First, you need to understand the potential of what quantum computing could do before we delve into what quantum computing actually is. If you understand the potential, you will definitely understand why it’s so important, and what the big deal is all about. What if I told you that if quantum computing becomes a reality, it may be possible to compute algorithms in a finite amount of time that currently would normally take the time of the age of the universe to compute.

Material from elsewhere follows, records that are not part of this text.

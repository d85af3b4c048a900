//! Account fixtures

use {
    revenue_share_sdk::{Amount, RevenueShareRecord},
    solana_sdk::{program_pack::Pack, pubkey::Pubkey},
    spl_token::state::{Account as TokenAccount, AccountState},
};

/// Stored account in the mock ledger
#[derive(Clone, Debug, PartialEq, Eq)]
pub struct StoredAccount {
    pub lamports: u64,
    pub owner: Pubkey,
    pub data: Vec<u8>,
}

/// Packed SPL token account data
pub fn token_account_data(mint: Pubkey, owner: Pubkey, amount: u64) -> Vec<u8> {
    let mut data = vec![0u8; TokenAccount::LEN];
    TokenAccount::pack(
        TokenAccount {
            mint,
            owner,
            amount,
            state: AccountState::Initialized,
            ..TokenAccount::default()
        },
        &mut data,
    )
    .unwrap();
    data
}

/// Token account owned by the token program
pub fn token_account(mint: Pubkey, owner: Pubkey, amount: u64) -> StoredAccount {
    StoredAccount {
        lamports: 2_039_280,
        owner: spl_token::id(),
        data: token_account_data(mint, owner, amount),
    }
}

/// Initialized state record with the given slots and withdrawals (hundredths)
pub fn state_record(members: &[Pubkey], shares: &[u16], withdrawals: &[u64]) -> RevenueShareRecord {
    let mut record = RevenueShareRecord {
        is_initialized: true,
        ..Default::default()
    };
    record.members[..members.len()].copy_from_slice(members);
    record.shares[..shares.len()].copy_from_slice(shares);
    for (slot, amount) in withdrawals.iter().enumerate() {
        record.withdrawals[slot] = Amount::from_hundredths(*amount);
    }
    record
}

pub fn state_account(program_id: Pubkey, record: &RevenueShareRecord) -> StoredAccount {
    StoredAccount {
        lamports: 4_057_680,
        owner: program_id,
        data: record.to_bytes(),
    }
}
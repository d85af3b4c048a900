pub mod initialize;
pub mod withdraw;

pub use initialize::*;
pub use withdraw::*;

use solana_sdk::pubkey::Pubkey;

use crate::constants::PDA_SEED;

/// Derive the program authority that owns every shared token account
pub fn derive_program_authority(program_id: &Pubkey) -> (Pubkey, u8) {
    Pubkey::find_program_address(&[PDA_SEED], program_id)
}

That type of computing power not only blows people’s minds, but it would be one of the most life altering developments of science. It would allow computers to do things so amazing that we haven’t even scratched the surface of what the true potential could be. Now do you see what the big deal is all about? Dr. Lawrence Krauss, theoretical physicist and cosmologist who is Foundation Professor of the School of Earth and Space Exploration at Arizona State University explains quantum computing in the video below.
Dr. Lawrence Krauss Explains Quantum Computing:
Okay, so what is quantum computing?
In the video above, Dr. Kauss explained at a very basic level what quantum computing is. However, a more detailed description of quantum computing involves the studies of theoretical computation systems (quantum computers) that make direct use of quantum-mechanical phenomena, such as superposition and entanglement, to perform operations on data.
Quantum computers are different from digital computers based on transistors. Whereas digital computers require data to be encoded into binary digits (bits), each of which is always in one of two definite states (0 or 1), quantum computation uses quantum bits (qubits), which can be in superpositions of states. A quantum Turing machine (named after the famous Alan Turing, who is the father of computers and the codebreaker of the Nazi Enigma machine) is a theoretical model of such a computer, and is also known as the universal quantum computer. Quantum computers share theoretical similarities with non-deterministic and probabilistic computers.
What Quantum Computers Can Do:
What are the latest developments in quantum computing?
Researchers at The University of New South Wales (UNSW) in Australia have just had a major breakthrough in their research of quantum computing. For the first time, 2 quantum bits (or qubits) have been made in silicone and are able to interact via a quantum logic gate. This is a major breakthrough, and takes us 1 step closer to realizing a true quantum computer that will be practical to produce.